Nonionic Oligonucleotide Analogs as New Tools for Studies on the Structure and Function of Nucleic Acids Inside Living Cells

Two types of nonionic oligonucleotide analogs, deoxyribonucleotide alkyl phosphotriesters and deoxyribooligonucleoside methylphosphonates, have been synthesized to serve as selective inhibitors of cellular nucleic acid function. The backbones of these analogs are resistant to nuclease hydrolysis and the analogs are taken up by mammalian cells and certain bacterial cells in culture. Sequence specific analogs inhibit tRNA aminoacylation and translation of mRNA in both mammalian and bacterial cell-free systems in a specific manner as a result of oligomer binding to complementary sequences of the target nucleic acid. These analogs also inhibit cellular protein synthesis and growth of living cells. Selective inhibition of bacterial versus mammalian cell growth is observed with a methylphosphonate oligomer complementary to the Shine-Dalgarno sequence of 16S rRNA. Methylphosphonate complementary to the 5’-end of U1RNA and to the donor splice site of SV40 large T antigen pre-mRNA inhibit T-antigen production in SV40-infected cells.

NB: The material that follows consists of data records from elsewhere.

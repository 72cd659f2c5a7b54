//! Implementation of the `kiln clean` command.

use std::process::ExitCode;
use std::time::Instant;

use anyhow::{Context, Result};

use kiln_lib::cache::ResultCache;
use kiln_lib::platform::paths::store_dir;
use kiln_lib::store::{LockMode, StoreLock};

use super::RunOptions;
use crate::output::{format_duration, print_json, print_stat, print_success};

/// Empty the store. Waits for no one: fails if any run holds the lock.
pub fn cmd_clean(options: &RunOptions) -> Result<ExitCode> {
  let start = Instant::now();
  let store_root = store_dir();

  let _lock = StoreLock::acquire(&store_root, LockMode::Exclusive, "clean").context("Failed to acquire store lock")?;
  let cache = ResultCache::open(&store_root).context("Failed to open result cache")?;
  let stats = cache.clean().context("Failed to clean store")?;

  if options.output.is_json() {
    print_json(&stats)?;
  } else {
    print_success("Store cleaned");
    print_stat("Results removed", &stats.records.to_string());
    print_stat("Logs removed", &stats.logs.to_string());
    print_stat("Environments removed", &stats.environments.to_string());
    print_stat("Builds removed", &stats.builds.to_string());
    print_stat("Duration", &format_duration(start.elapsed()));
  }
  Ok(ExitCode::SUCCESS)
}
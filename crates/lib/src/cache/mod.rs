//! Persistent result cache keyed by node id.
//!
//! # Layout
//!
//! ```text
//! <store>/
//! ├── results/<id>.json   # one record per successful node
//! ├── logs/<id>.log       # combined stdout and stderr of the last run
//! ├── envs/<id>/          # materialized environment files
//! └── build/<id>/         # build outputs, with a completion marker
//! ```
//!
//! Only successes are recorded. A record is a hit only while the artifact it
//! vouches for is still present: the log for a check, the `PATH` entries for
//! an environment and a verified output directory for a build.

pub mod marker;

use std::fs;
use std::io;
use std::path::{Path, PathBuf};
use std::time::{Duration, SystemTime, UNIX_EPOCH};

use serde::{Deserialize, Serialize};
use tempfile::NamedTempFile;
use thiserror::Error;
use tracing::{debug, warn};

use crate::graph::{BuildNode, NodeId, NodeKind};
use crate::store::MaterializedEnv;
use crate::util::fs::write_atomic;
use crate::util::hash::ContentHash;

const RECORD_VERSION: u32 = 1;

const RESULTS_DIR: &str = "results";
const LOGS_DIR: &str = "logs";
const ENVS_DIR: &str = "envs";
const BUILD_DIR: &str = "build";

#[derive(Debug, Error)]
pub enum CacheError {
  #[error("cache i/o error at {}: {source}", .path.display())]
  Io {
    path: PathBuf,
    #[source]
    source: io::Error,
  },

  #[error("failed to encode cache record: {0}")]
  Encode(#[from] serde_json::Error),
}

fn io_err(path: &Path) -> impl FnOnce(io::Error) -> CacheError {
  let path = path.to_path_buf();
  move |source| CacheError::Io { path, source }
}

/// Where a build's outputs landed.
#[derive(Debug, Clone, PartialEq, Eq, Serialize, Deserialize)]
pub struct BuildOutput {
  pub path: PathBuf,
  pub hash: ContentHash,
}

/// A successful node outcome.
#[derive(Debug, Clone, PartialEq, Eq, Serialize, Deserialize)]
pub struct CacheRecord {
  pub version: u32,
  pub node: NodeId,
  pub kind: String,
  pub duration_ms: u64,
  pub finished_at_unix: u64,
  #[serde(default, skip_serializing_if = "Option::is_none")]
  pub environment: Option<MaterializedEnv>,
  #[serde(default, skip_serializing_if = "Option::is_none")]
  pub output: Option<BuildOutput>,
}

impl CacheRecord {
  pub fn new(node: &BuildNode, duration: Duration) -> Self {
    Self {
      version: RECORD_VERSION,
      node: node.id.clone(),
      kind: node.kind.label().to_string(),
      duration_ms: duration.as_millis() as u64,
      finished_at_unix: SystemTime::now()
        .duration_since(UNIX_EPOCH)
        .unwrap_or_default()
        .as_secs(),
      environment: None,
      output: None,
    }
  }

  pub fn with_environment(mut self, env: MaterializedEnv) -> Self {
    self.environment = Some(env);
    self
  }

  pub fn with_output(mut self, output: BuildOutput) -> Self {
    self.output = Some(output);
    self
  }
}

/// Entries removed by [`ResultCache::clean`].
#[derive(Debug, Clone, Copy, Default, PartialEq, Eq, Serialize)]
pub struct CleanStats {
  pub records: usize,
  pub logs: usize,
  pub environments: usize,
  pub builds: usize,
}

impl CleanStats {
  pub fn total(&self) -> usize {
    self.records + self.logs + self.environments + self.builds
  }
}

#[derive(Debug, Clone)]
pub struct ResultCache {
  root: PathBuf,
}

impl ResultCache {
  /// Open (and create) the cache under `root`.
  pub fn open(root: impl Into<PathBuf>) -> Result<Self, CacheError> {
    let root = root.into();
    for dir in [RESULTS_DIR, LOGS_DIR, ENVS_DIR, BUILD_DIR] {
      let path = root.join(dir);
      fs::create_dir_all(&path).map_err(io_err(&path))?;
    }
    Ok(Self { root })
  }

  pub fn root(&self) -> &Path {
    &self.root
  }

  fn record_path(&self, id: &NodeId) -> PathBuf {
    self.root.join(RESULTS_DIR).join(format!("{}.json", id.0))
  }

  pub fn log_path(&self, id: &NodeId) -> PathBuf {
    self.root.join(LOGS_DIR).join(format!("{}.log", id.0))
  }

  pub fn env_dir(&self, id: &NodeId) -> PathBuf {
    self.root.join(ENVS_DIR).join(&id.0)
  }

  pub fn build_dir(&self, id: &NodeId) -> PathBuf {
    self.root.join(BUILD_DIR).join(&id.0)
  }

  /// A fresh log file in the logs directory, to be moved into place with
  /// [`ResultCache::persist_log`].
  pub fn log_tempfile(&self) -> Result<NamedTempFile, CacheError> {
    let dir = self.root.join(LOGS_DIR);
    NamedTempFile::new_in(&dir).map_err(io_err(&dir))
  }

  /// Atomically publish a finished log as `logs/<id>.log`.
  pub fn persist_log(&self, log: NamedTempFile, id: &NodeId) -> Result<PathBuf, CacheError> {
    let path = self.log_path(id);
    log.persist(&path).map_err(|e| CacheError::Io {
      path: path.clone(),
      source: e.error,
    })?;
    Ok(path)
  }

  /// Look up a usable record for `node`.
  ///
  /// Stale records (artifact gone or modified) are reported as misses.
  pub fn lookup(&self, node: &BuildNode) -> Option<CacheRecord> {
    let path = self.record_path(&node.id);
    let content = fs::read_to_string(&path).ok()?;
    let record: CacheRecord = match serde_json::from_str(&content) {
      Ok(record) => record,
      Err(e) => {
        warn!(node = %node.id.short(), error = %e, "unreadable cache record, ignoring");
        return None;
      }
    };
    if record.version != RECORD_VERSION || record.node != node.id {
      return None;
    }

    let intact = match &node.kind {
      NodeKind::RunCheck { .. } => self.log_path(&node.id).is_file(),
      NodeKind::MaterializeEnvironment { .. } => record.environment.as_ref().is_some_and(MaterializedEnv::is_intact),
      NodeKind::BuildProject { .. } => record
        .output
        .as_ref()
        .is_some_and(|out| out.path.is_dir() && marker::verify_marker(&out.path)),
    };
    if !intact {
      debug!(node = %node.id.short(), "cache record is stale");
      return None;
    }
    Some(record)
  }

  /// Record a success. A no-op returning `false` when a record exists.
  pub fn insert(&self, record: &CacheRecord) -> Result<bool, CacheError> {
    let path = self.record_path(&record.node);
    if path.exists() {
      return Ok(false);
    }
    let bytes = serde_json::to_vec_pretty(record)?;
    write_atomic(&path, &bytes).map_err(io_err(&path))?;
    Ok(true)
  }

  /// Remove every record, log, environment and build output.
  pub fn clean(&self) -> Result<CleanStats, CacheError> {
    let stats = CleanStats {
      records: clear_dir(&self.root.join(RESULTS_DIR))?,
      logs: clear_dir(&self.root.join(LOGS_DIR))?,
      environments: clear_dir(&self.root.join(ENVS_DIR))?,
      builds: clear_dir(&self.root.join(BUILD_DIR))?,
    };
    debug!(removed = stats.total(), "cleaned cache");
    Ok(stats)
  }
}

fn clear_dir(dir: &Path) -> Result<usize, CacheError> {
  let entries = match fs::read_dir(dir) {
    Ok(entries) => entries,
    Err(e) if e.kind() == io::ErrorKind::NotFound => return Ok(0),
    Err(e) => return Err(io_err(dir)(e)),
  };

  let mut removed = 0;
  for entry in entries {
    let path = entry.map_err(io_err(dir))?.path();
    let result = if path.is_dir() && !path.is_symlink() {
      fs::remove_dir_all(&path)
    } else {
      fs::remove_file(&path)
    };
    result.map_err(io_err(&path))?;
    removed += 1;
  }
  Ok(removed)
}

Control of Gene Expression by Oligonucleoside Methylphosphonates

A major goal in understanding the processes of aging, cancer and differentiation is to understand gene expression and thus the function of various proteins in the overall biochemical processes of the cell. One of the classical ways to study gene expression is through the use of temperature sensitive mutants. Although this approach has been particularly effective in studying gene expression in bacteria and viruses, it is technically more difficult in eukaryotes, particularly mammalian cells. It would be desirable to have an alternative approach which would allow selective inhibition of gene expression either at the level of transcription or at the mRNA level. Recent studies have shown that such regulation may be achieved through the use of complementary DNAs (cDNAs) or anti-sense RNAs. The expression of mRNA can be regulated both in the test tube and in cells by cDNAs which selectively hybridize to a target mRNA. Control of cell-free mRNA translation in this manner is termed hybridization arrest (1). This procedure has been used to study the location and arrangement of adenovirus 2 genes within the viral genome and to analyze mRNA populations in mouse liver (2). Hybridization arrest has also been used to study the function of the 3′-non-coding region of globin mRNA (3).